**Problem description**
Word for word, transcribe every line below.

**Stored records**
[Start of Attachment]

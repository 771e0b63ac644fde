//! The diagnostic sink shared by the lexer and the parser.
//!
//! Neither pass stops on malformed input. Both push what they find into a
//! caller-owned [`Diagnostics`] value and keep going; the caller checks
//! [`Diagnostics::had_error`] afterwards to decide whether the resulting
//! tree should be executed at all.

use log::error;

use super::errors::{Error, ErrorImpl, ErrorLocation, ErrorTip};

/// Exit code a caller conventionally uses when a whole-file parse reported
/// errors (`EX_DATAERR`).
pub const EXIT_CODE_DATA_ERROR: i32 = 65;

#[derive(Debug, Default, Clone)]
pub struct Diagnostics {
    errors: Vec<Error>,
    had_error: bool,
}

impl Diagnostics {
    pub fn new() -> Self {
        Diagnostics::default()
    }

    /// Records a free-form error. `location` is rendered verbatim between
    /// `Error` and the message, e.g. `" at end"`.
    pub fn report(&mut self, line: u32, location: &str, message: &str) {
        let location = if location.is_empty() {
            ErrorLocation::None
        } else {
            ErrorLocation::Raw(location.to_string())
        };

        self.push(
            Error::new(
                ErrorImpl::Reported {
                    message: message.to_string(),
                },
                line,
            )
            .with_location(location),
        );
    }

    pub fn push(&mut self, error: Error) {
        error!("{}", error);
        self.had_error = true;
        self.errors.push(error);
    }

    pub fn had_error(&self) -> bool {
        self.had_error
    }

    /// Clears the error flag and everything collected so far, e.g. between
    /// two lines of an interactive session.
    pub fn reset(&mut self) {
        self.had_error = false;
        self.errors.clear();
    }

    pub fn errors(&self) -> &[Error] {
        &self.errors
    }

    pub fn len(&self) -> usize {
        self.errors.len()
    }

    pub fn is_empty(&self) -> bool {
        self.errors.is_empty()
    }
}

/// Returns the text of the 1-based `line` of `source`, without its line
/// terminator.
pub fn get_source_line(source: &str, line: u32) -> Option<&str> {
    if line == 0 {
        return None;
    }

    source
        .split('\n')
        .nth((line - 1) as usize)
        .map(|text| text.strip_suffix('\r').unwrap_or(text))
}

/// Renders `error` against the source it was reported for:
///
/// ```text
/// Error: ExpectedToken (Insert a `;` here)
/// [line 2] Error at end: Expect ';' after value.
///   |
/// 2 | print 1
///   | -------^
/// ```
///
/// Errors without a known column close the snippet with a bare `|`.
pub fn render(error: &Error, source: &str) -> String {
    let mut out = String::new();

    if let ErrorTip::None = error.get_tip() {
        out.push_str(&format!("Error: {}\n", error.get_error_name()));
    } else {
        out.push_str(&format!(
            "Error: {} ({})\n",
            error.get_error_name(),
            error.get_tip()
        ));
    }
    out.push_str(&format!("{}\n", error));

    let line_str = error.get_line().to_string();
    let padding = line_str.len() + 2;

    out.push_str(&format!("{:>padding$}\n", "|"));

    let text = get_source_line(source, error.get_line());
    if let Some(text) = text {
        out.push_str(&format!("{} | {}\n", line_str, text.trim()));
    }

    match (text, error.get_column()) {
        (Some(text), Some(column)) => {
            // The source line is printed without its indentation
            let indent = text.chars().take_while(|c| c.is_whitespace()).count();
            let arrows = (column as usize).saturating_sub(indent).max(1);

            out.push_str(&format!("{:>padding$} {:->arrows$}\n", "|", "^"));
        }
        _ => out.push_str(&format!("{:>padding$}\n", "|")),
    }

    out
}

[End of Attachment]

**Worked solution**
repository 771e0b63ac644fde
//! The diagnostic sink shared by the lexer and the parser.
//!
//! Neither pass stops on malformed input. Both push what they find into a
//! caller-owned [`Diagnostics`] value and keep going; the caller checks
//! [`Diagnostics::had_error`] afterwards to decide whether the resulting
//! tree should be executed at all.

use log::error;

use super::errors::{Error, ErrorImpl, ErrorLocation, ErrorTip};

/// Exit code a caller conventionally uses when a whole-file parse reported
/// errors (`EX_DATAERR`).
pub const EXIT_CODE_DATA_ERROR: i32 = 65;

#[derive(Debug, Default, Clone)]
pub struct Diagnostics {
    errors: Vec<Error>,
    had_error: bool,
}

impl Diagnostics {
    pub fn new() -> Self {
        Diagnostics::default()
    }

    /// Records a free-form error. `location` is rendered verbatim between
    /// `Error` and the message, e.g. `" at end"`.
    pub fn report(&mut self, line: u32, location: &str, message: &str) {
        let location = if location.is_empty() {
            ErrorLocation::None
        } else {
            ErrorLocation::Raw(location.to_string())
        };

        self.push(
            Error::new(
                ErrorImpl::Reported {
                    message: message.to_string(),
                },
                line,
            )
            .with_location(location),
        );
    }

    pub fn push(&mut self, error: Error) {
        error!("{}", error);
        self.had_error = true;
        self.errors.push(error);
    }

    pub fn had_error(&self) -> bool {
        self.had_error
    }

    /// Clears the error flag and everything collected so far, e.g. between
    /// two lines of an interactive session.
    pub fn reset(&mut self) {
        self.had_error = false;
        self.errors.clear();
    }

    pub fn errors(&self) -> &[Error] {
        &self.errors
    }

    pub fn len(&self) -> usize {
        self.errors.len()
    }

    pub fn is_empty(&self) -> bool {
        self.errors.is_empty()
    }
}

/// Returns the text of the 1-based `line` of `source`, without its line
/// terminator.
pub fn get_source_line(source: &str, line: u32) -> Option<&str> {
    if line == 0 {
        return None;
    }

    source
        .split('\n')
        .nth((line - 1) as usize)
        .map(|text| text.strip_suffix('\r').unwrap_or(text))
}

/// Renders `error` against the source it was reported for:
///
/// ```text
/// Error: ExpectedToken (Insert a `;` here)
/// [line 2] Error at end: Expect ';' after value.
///   |
/// 2 | print 1
///   | -------^
/// ```
///
/// Errors without a known column close the snippet with a bare `|`.
pub fn render(error: &Error, source: &str) -> String {
    let mut out = String::new();

    if let ErrorTip::None = error.get_tip() {
        out.push_str(&format!("Error: {}\n", error.get_error_name()));
    } else {
        out.push_str(&format!(
            "Error: {} ({})\n",
            error.get_error_name(),
            error.get_tip()
        ));
    }
    out.push_str(&format!("{}\n", error));

    let line_str = error.get_line().to_string();
    let padding = line_str.len() + 2;

    out.push_str(&format!("{:>padding$}\n", "|"));

    let text = get_source_line(source, error.get_line());
    if let Some(text) = text {
        out.push_str(&format!("{} | {}\n", line_str, text.trim()));
    }

    match (text, error.get_column()) {
        (Some(text), Some(column)) => {
            // The source line is printed without its indentation
            let indent = text.chars().take_while(|c| c.is_whitespace()).count();
            let arrows = (column as usize).saturating_sub(indent).max(1);

            out.push_str(&format!("{:>padding$} {:->arrows$}\n", "|", "^"));
        }
        _ => out.push_str(&format!("{:>padding$}\n", "|")),
    }

    out
}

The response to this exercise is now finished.